Un rescate que terminó en tragedia
El dramático episodio ocurrió luego de que vecinos alertaran sobre la presencia de un perro que había quedado aislado en medio del río, aferrado a una llanta, mientras el caudal aumentaba producto de las intensas lluvias que afectan a la región.
Ante la situación, se montó un operativo de rescate en el que participaron efectivos policiales y personal especializado. En ese contexto, uno de los rescatistas decidió ingresar al agua para intentar salvar al animal. Sin embargo, la fuerza de la corriente resultó implacable: tanto el hombre como el perro fueron arrastrados por el río.
Horas de búsqueda y un final doloroso
Tras varias horas de rastrillaje, las autoridades confirmaron el hallazgo del cuerpo sin vida del rescatista a la altura del Puente del Ejército. Pese al despliegue de equipos de emergencia y a los esfuerzos realizados, el desenlace fue fatal.
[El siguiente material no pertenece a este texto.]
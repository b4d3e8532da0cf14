//! Echo pulse capture.
//!
//! Two strategies measure how long the echo line stays high after a trigger
//! pulse. [`PollingCapture`] spins on the line from the calling thread;
//! [`EdgeCapture`] lets GPIO edge notifications stamp the window while the
//! calling thread only watches the clock. A deployment picks one through
//! [`CaptureStrategy`]; they are never mixed inside one cycle.

mod edge;
mod polling;
mod window;

pub use edge::EdgeCapture;
pub use polling::PollingCapture;
pub use window::CaptureWindow;

use super::pulse::PulseGenerator;
use super::store::{Published, ResultStore};
use crate::config::CaptureStrategy;
use crate::error::Result;
use crate::gpio::InputLine;
use std::time::Duration;

pub trait EchoCapture: Send + Sync {
    /// Fires `pulse` and times the echo, giving each of the two waits
    /// (rising edge, then falling edge) up to `timeout`.
    ///
    /// On success the measurement has already been published to `store`,
    /// under the returned sequence number.
    /// Fails with `CaptureTimeout` when either wait runs out, leaving
    /// `store` untouched.
    fn capture(
        &self,
        pulse: &mut PulseGenerator,
        timeout: Duration,
        store: &ResultStore,
    ) -> Result<Published>;
}

pub fn for_strategy(
    strategy: CaptureStrategy,
    echo: Box<dyn InputLine>,
) -> Result<Box<dyn EchoCapture>> {
    Ok(match strategy {
        CaptureStrategy::Polling => Box::new(PollingCapture::new(echo)),
        CaptureStrategy::EventDriven => Box::new(EdgeCapture::new(echo)?),
    })
}
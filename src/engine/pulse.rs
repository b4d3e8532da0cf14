use crate::gpio::{Level, OutputLine};
use std::hint;
use std::time::{Duration, Instant};

/// Owns the trigger line. One `fire` starts one ranging cycle.
pub struct PulseGenerator {
    trigger: Box<dyn OutputLine>,
    width: Duration,
}

impl PulseGenerator {
    pub fn new(mut trigger: Box<dyn OutputLine>, width: Duration) -> Self {
        trigger.set(Level::Low);
        Self { trigger, width }
    }

    pub fn width(&self) -> Duration {
        self.width
    }

    /// Holds the trigger high for the pulse width. Spins instead of sleeping,
    /// a sleep would overshoot 10 µs by orders of magnitude.
    pub fn fire(&mut self) {
        self.trigger.set(Level::High);
        spin_for(self.width);
        self.trigger.set(Level::Low);
    }
}

fn spin_for(duration: Duration) {
    let start = Instant::now();
    while start.elapsed() < duration {
        hint::spin_loop();
    }
}

#[cfg(test)]
mod tests {
    use super::*;
    use std::sync::{Arc, Mutex};

    #[derive(Clone, Default)]
    struct RecordingLine {
        writes: Arc<Mutex<Vec<(Level, Instant)>>>,
    }

    impl OutputLine for RecordingLine {
        fn set(&mut self, level: Level) {
            self.writes.lock().unwrap().push((level, Instant::now()));
        }
    }

    #[test]
    fn new_drives_trigger_low() {
        let line = RecordingLine::default();
        let _pulse = PulseGenerator::new(Box::new(line.clone()), Duration::from_micros(10));
        let writes = line.writes.lock().unwrap();
        assert_eq!(writes.len(), 1);
        assert_eq!(writes[0].0, Level::Low);
    }

    #[test]
    fn fire_holds_high_for_at_least_the_width() {
        let line = RecordingLine::default();
        let mut pulse = PulseGenerator::new(Box::new(line.clone()), Duration::from_micros(10));
        pulse.fire();

        let writes = line.writes.lock().unwrap();
        let levels: Vec<_> = writes.iter().map(|(level, _)| *level).collect();
        assert_eq!(levels, [Level::Low, Level::High, Level::Low]);
        assert!(writes[2].1 - writes[1].1 >= Duration::from_micros(10));
    }
}
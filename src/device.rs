//! Byte-stream front end of the engine, shaped like a character device.
//!
//! Reading yields the distance in centimeters as text (`"10.0\n"`), or
//! `"0\n"` when there is no valid reading. Writing `"1"` starts periodic
//! measurement, `"0"` stops it.

use crate::config::{CaptureStrategy, COMMAND_BUFFER_SIZE, OUTPUT_BUFFER_SIZE};
use crate::engine::measurement::Measurement;
use crate::engine::store::Published;
use crate::engine::SensorEngine;
use crate::error::{Result, SensorError};
use std::sync::Arc;
use tracing::{debug, trace};

#[derive(Debug, Clone, Copy, PartialEq, Eq)]
pub enum Command {
    StartPeriodic,
    StopPeriodic,
}

impl Command {
    /// Trailing whitespace and NUL padding are not part of the command, so
    /// `echo 1 > node` works the same as `printf 1 > node`.
    pub fn parse(input: &[u8]) -> Result<Self> {
        let end = input
            .iter()
            .rposition(|b| !b.is_ascii_whitespace() && *b != 0)
            .map_or(0, |last| last + 1);
        match &input[..end] {
            b"1" => Ok(Command::StartPeriodic),
            b"0" => Ok(Command::StopPeriodic),
            other => Err(SensorError::InvalidCommand(
                String::from_utf8_lossy(other).into_owned(),
            )),
        }
    }
}

pub fn render(measurement: &Measurement) -> String {
    if measurement.is_ok() {
        format!("{:.1}\n", measurement.distance_cm)
    } else {
        "0\n".to_string()
    }
}

/// The node itself. Hands out one [`DeviceHandle`] per open.
#[derive(Clone)]
pub struct SensorDevice {
    engine: Arc<SensorEngine>,
}

impl SensorDevice {
    pub fn new(engine: SensorEngine) -> Self {
        Self {
            engine: Arc::new(engine),
        }
    }

    pub fn engine(&self) -> &SensorEngine {
        &self.engine
    }

    pub fn open(&self) -> DeviceHandle {
        DeviceHandle {
            engine: Arc::clone(&self.engine),
            out_buf: [0; OUTPUT_BUFFER_SIZE],
            len: 0,
            pos: 0,
            rendered_seq: None,
        }
    }
}

pub struct DeviceHandle {
    engine: Arc<SensorEngine>,
    out_buf: [u8; OUTPUT_BUFFER_SIZE],
    len: usize,
    pos: usize,
    rendered_seq: Option<u64>,
}

impl DeviceHandle {
    /// Copies the next bytes of the rendered reading into `buf`. Returns 0
    /// once everything was read, until a newer measurement is published.
    pub fn read(&mut self, buf: &mut [u8]) -> usize {
        match self.rendered_seq {
            None => self.render(),
            Some(seq) if self.pos >= self.len && self.engine.snapshot().seq != seq => {
                self.render()
            }
            Some(_) => {}
        }

        let n = buf.len().min(self.len - self.pos);
        buf[..n].copy_from_slice(&self.out_buf[self.pos..self.pos + n]);
        self.pos += n;
        n
    }

    /// Reads the whole rendered reading as a string.
    pub fn read_to_string(&mut self) -> String {
        let mut text = Vec::with_capacity(OUTPUT_BUFFER_SIZE);
        let mut chunk = [0u8; OUTPUT_BUFFER_SIZE];
        loop {
            let n = self.read(&mut chunk);
            if n == 0 {
                break;
            }
            text.extend_from_slice(&chunk[..n]);
        }
        String::from_utf8_lossy(&text).into_owned()
    }

    /// Back to position 0; the next read renders a fresh reading.
    pub fn rewind(&mut self) {
        self.pos = 0;
        self.rendered_seq = None;
    }

    /// Applies a control command. Unknown commands are accepted and ignored.
    pub fn write(&self, input: &[u8]) -> Result<usize> {
        if input.len() > COMMAND_BUFFER_SIZE {
            return Err(SensorError::OversizedInput {
                len: input.len(),
                capacity: COMMAND_BUFFER_SIZE,
            });
        }

        match Command::parse(input) {
            Ok(Command::StartPeriodic) => {
                if !self.engine.start_periodic() {
                    debug!("periodic measurement already running");
                }
            }
            Ok(Command::StopPeriodic) => {
                if !self.engine.stop_periodic() {
                    debug!("periodic measurement not running");
                }
            }
            Err(err) => debug!(%err, "command ignored, mode unchanged"),
        }
        Ok(input.len())
    }

    fn render(&mut self) {
        let published = match self.engine.strategy() {
            CaptureStrategy::Polling => self.measure_now(),
            CaptureStrategy::EventDriven => self.engine.snapshot(),
        };

        let text = render(&published.measurement);
        self.len = text.len().min(OUTPUT_BUFFER_SIZE);
        self.out_buf[..self.len].copy_from_slice(&text.as_bytes()[..self.len]);
        self.pos = 0;
        self.rendered_seq = Some(published.seq);
    }

    /// Polling deployments measure on read. A timed out cycle reads as "0".
    fn measure_now(&self) -> Published {
        match self.engine.measure_published() {
            Ok(published) => published,
            Err(err) => {
                trace!(%err, "falling back to the stored reading");
                self.engine.snapshot()
            }
        }
    }
}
La noticia generó una profunda tristeza en la comunidad y múltiples mensajes de reconocimiento a la vocación de servicio del rescatista, destacando su valentía y compromiso, incluso frente a situaciones de alto riesgo.
Un hecho que deja preguntas
El trágico episodio vuelve a poner sobre la mesa la necesidad de extremar las medidas de seguridad en operativos de rescate, especialmente cuando se desarrollan en ríos crecidos y con condiciones climáticas adversas.
Mientras tanto, Perú despide a un servidor público que perdió la vida intentando salvar a otro ser vivo, en un gesto que conmovió a todo el país.